Gabrielle Ritchie, Director, The Change Room
25th November 2016
So what is the state of play in South African digital civil society? My last post looked at the importance of defending digital spaces in South Africa – but now I go back a bit, to the nitty-gritty of digital civil society. This broad phrase refers to a broad mix of concerns, approaches, practices and activities ranging from building the public profile of a cause, to defending current levels of freedom, openness and accessibility of digital space.
Enset has been running a global workshop series focused on supporting civil society organisations around the world to navigate what Enset refers to as “the complex digital landscape” to achieve online effectiveness. Enset’s mission with these workshops and panel discussions is to identify and, likely, help create the best paths for the use of digital space by non-profits globally.
The Enset/ Resource Alliance panel discussion, of which I was a part – held at Bandwidth Barn in Cape Town on 4th October 2016 – was titled, “NGOdigitalspaces & Civil Society”. The discussion addressed a range of issues and practice areas in the digital space, such as:
- What is the role of Social Media in building civil society?
- How is digital fundraising changing the donor relationship and giving overall?
- What are some of the risks and challenges of digital spaces, and what can non-profits to address these?
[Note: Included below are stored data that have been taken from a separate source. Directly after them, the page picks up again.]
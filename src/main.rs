//! Strictly Negamax - Unified CLI
//!
//! Play against the solver or query it on a single snapshot.

#![warn(missing_docs)]

mod cli;
mod terminal;

use anyhow::{Context, Result};
use clap::Parser;
use cli::{Cli, Command, PlayerArg};
use std::io::{BufRead, Write};
use strictly_negamax::{
    Board, CanonicalState, Color, GameSession, GameStatus, Player, PlayerKind, SolverConfig,
    best_move, negamax,
};
use terminal::{TerminalHost, parse_move};
use tracing::{info, instrument, warn};
use tracing_subscriber::EnvFilter;

fn main() -> Result<()> {
    // Load .env file
    dotenvy::dotenv().ok();

    let cli = Cli::parse();

    let config = match &cli.config {
        Some(path) => SolverConfig::from_file(path)?,
        None => SolverConfig::default(),
    };

    tracing_subscriber::fmt()
        .with_env_filter(
            EnvFilter::try_from_default_env()
                .unwrap_or_else(|_| EnvFilter::new(config.log_filter())),
        )
        .with_writer(std::io::stderr)
        .init();

    match cli.command {
        Command::Play { human } => run_play(&config, human),
        Command::BestMove {
            state,
            player,
            json,
        } => run_best_move(&config, &state, player, json),
        Command::Evaluate { state, player } => run_evaluate(&config, &state, player),
        Command::Status { state } => run_status(&state),
    }
}

/// Parses a snapshot argument.
fn parse_state(state: &str) -> Result<CanonicalState> {
    state
        .parse()
        .with_context(|| format!("Invalid snapshot {:?}", state))
}

/// Side to move: explicit, or derived from piece counts.
fn side_to_move(config: &SolverConfig, state: &CanonicalState, player: Option<PlayerArg>) -> Player {
    player
        .map(Player::from)
        .unwrap_or_else(|| state.next_player(*config.first_player()))
}

/// Interactive game against the engine.
#[instrument(skip(config))]
fn run_play(config: &SolverConfig, human: Option<PlayerArg>) -> Result<()> {
    let mut roster = config.roster();
    if let Some(seat) = human {
        let seat = Player::from(seat);
        roster.set_kind(seat, PlayerKind::Human);
        roster.set_kind(seat.opponent(), PlayerKind::Ai);
    }

    let host = TerminalHost::new(config.first().name(), config.second().name());
    let mut session = GameSession::new(*config.first_player(), roster, host);
    session.setup();
    info!("Game started");

    println!("{}\n", session.board().display());

    let stdin = std::io::stdin();
    let mut lines = stdin.lock().lines();

    while !session.status().is_over() {
        if session.is_ai_turn() {
            if session.update_ai().is_none() {
                warn!("Engine found no move");
                break;
            }
            continue;
        }

        let name = session.host().name(session.to_move()).to_string();
        print!("{} ({}) to move [0-8 or x y]: ", name, session.to_move());
        std::io::stdout().flush()?;

        let Some(line) = lines.next() else {
            info!("Input closed, leaving game");
            return Ok(());
        };
        let line = line?;

        match parse_move(line.trim()) {
            Some(position) => {
                if let Err(e) = session.play(position) {
                    println!("{}", e);
                }
            }
            None => println!("Could not read a cell from {:?}", line.trim()),
        }
    }

    match session.status() {
        GameStatus::Won(winner) => println!("{} ({}) wins!", session.host().name(winner), winner),
        GameStatus::Draw => println!("Draw."),
        GameStatus::InProgress => {}
    }
    info!(status = %session.status(), snapshot = %session.state_string(), "Game over");
    Ok(())
}

/// Prints the engine's choice for a snapshot.
#[instrument(skip(config))]
fn run_best_move(
    config: &SolverConfig,
    state: &str,
    player: Option<PlayerArg>,
    json: bool,
) -> Result<()> {
    let state = parse_state(state)?;
    let player = side_to_move(config, &state, player);
    let outcome = best_move(&state, player);

    if json {
        println!("{}", serde_json::to_string_pretty(&outcome)?);
        return Ok(());
    }

    match (outcome.best(), outcome.score()) {
        (Some(position), Some(score)) => println!(
            "{} plays {} (cell {}, x={}, y={}), score {}",
            player,
            position,
            position.to_index(),
            position.x(),
            position.y(),
            score
        ),
        _ => println!("{} has no move: board is full", player),
    }
    println!(
        "searched {} positions, depth {}",
        outcome.stats().nodes,
        outcome.stats().max_depth
    );
    Ok(())
}

/// Prints the negamax value of a snapshot.
#[instrument(skip(config))]
fn run_evaluate(config: &SolverConfig, state: &str, player: Option<PlayerArg>) -> Result<()> {
    let mut state = parse_state(state)?;
    let player = side_to_move(config, &state, player);
    let value = negamax(&mut state, Color::from(player));
    println!("{} to move: {}", player, value);
    Ok(())
}

/// Prints the board and its status.
#[instrument]
fn run_status(state: &str) -> Result<()> {
    let state = parse_state(state)?;
    let board = Board::from_state(&state);
    println!("{}\n", board.display());
    println!("{}", board.status());
    Ok(())
}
- What is the political / regulatory environment and implications of a new NPO Act in South Africa?
- What is the future of digital spaces for civil society – opportunities, challenges and potential threats?
- What is the importance of credibility and validation within the sector?
A number of organisations and individuals spoke to their particular concerns, the work they do, and how their work serves to address their concerns. The panel and issues included:
- Jeri Curry, president and CEO, Enset: introduction to the non-profit and civil society digital space, and to the work of Enset – and also navigated the panellists inputs, facilitating the discussion with great knowledge and expertise.
- Baratang Miya, founder and CEO, GirlHype: now here is somebody to watch and keep up with. Baratang spoke about her initiative to encourage girls into the digital and tech space, not as users but as innovators. Great stuff.
- Michelle Jones, head of content for digital agency RogerWilco: Michelle shared lessons from a successful client project, showing how paying careful attention to messaging, content, design and site architecture can completely change levels, frequency and type of user interactions with your online presence
- Gabrielle Ritchie, Director, The Change Room: This is me – I spoke about the need to defend digital spaces, as these levels of freedom increasingly come under the state spotlight and as non-profit organisations are under pressure from government. I also shared insights about the legislative framework that currently governs this space in South Africa.
- Colin Habberton, IFC Ambassador, South Africa: Colin shared insights into the use of digital platforms for fundraising and for profile-building for organisations and causes, and stressed the importance – across a range of factors – of building an online profile
- Michelle Matthews, Head of ED and Innovation, CiTi: Michelle’s focused on trends in ICT and the digital economy, and she shared details of a fantastic digital project supporting start-up and established social enterprises and businesses, including the development of an innovative toolkit (which we all wanted a copy of!)
Are you starting to get the picture? Around the breadth and depth of any discussions about “digital space”?
We can talk about developments in digital technology; the use of digital technologies for the promotion of civil society campaigns; the role of an online presence in promoting your non-profit organisation and in stakeholder/ supporter/ donor communications; the importance of content in building a profile and positive footprint in the online space; the role of civil society organisations in promoting and encouraging the involvement of girl learners in the digital tech space; the importance of an online presence for fundraising (both on- and off-line); the pressure (globally) on civil society and the closure of operating spaces, both physical and digital; and the legislative framework governing the use of digital technology (eg. drones for journalism) and online spaces. That’s just the start.
In addition, there is a boatload of information that non-profits need to keep up with – such as the 2014 transition of the org.za domain (used by most South African non-profits for their web presence) to a new regulatory authority, and the implications for non-profits using org.za. Again, just the start.
Enset’s work has had the effect not just of providing spaces to have discussions about digital spaces and civil society, but also of connecting activists and digital specialists locally and globally. It is critical that we are talking to each other, in light of my particular concern – as per my previous post – about the defence of digital spaces as we see an increase in governments clamping down on activities that challenge their actions (or lack of action).
This space is absolutely critical for civil society organising, as a still-democratic space providing for the proliferation and platforming of a range of voices critical to debate, discussion, defining the languaging around particular issues, and moving away from the dominance of traditional media and their ownership of public discourse. This has changed irreversibly, and this space must be defended.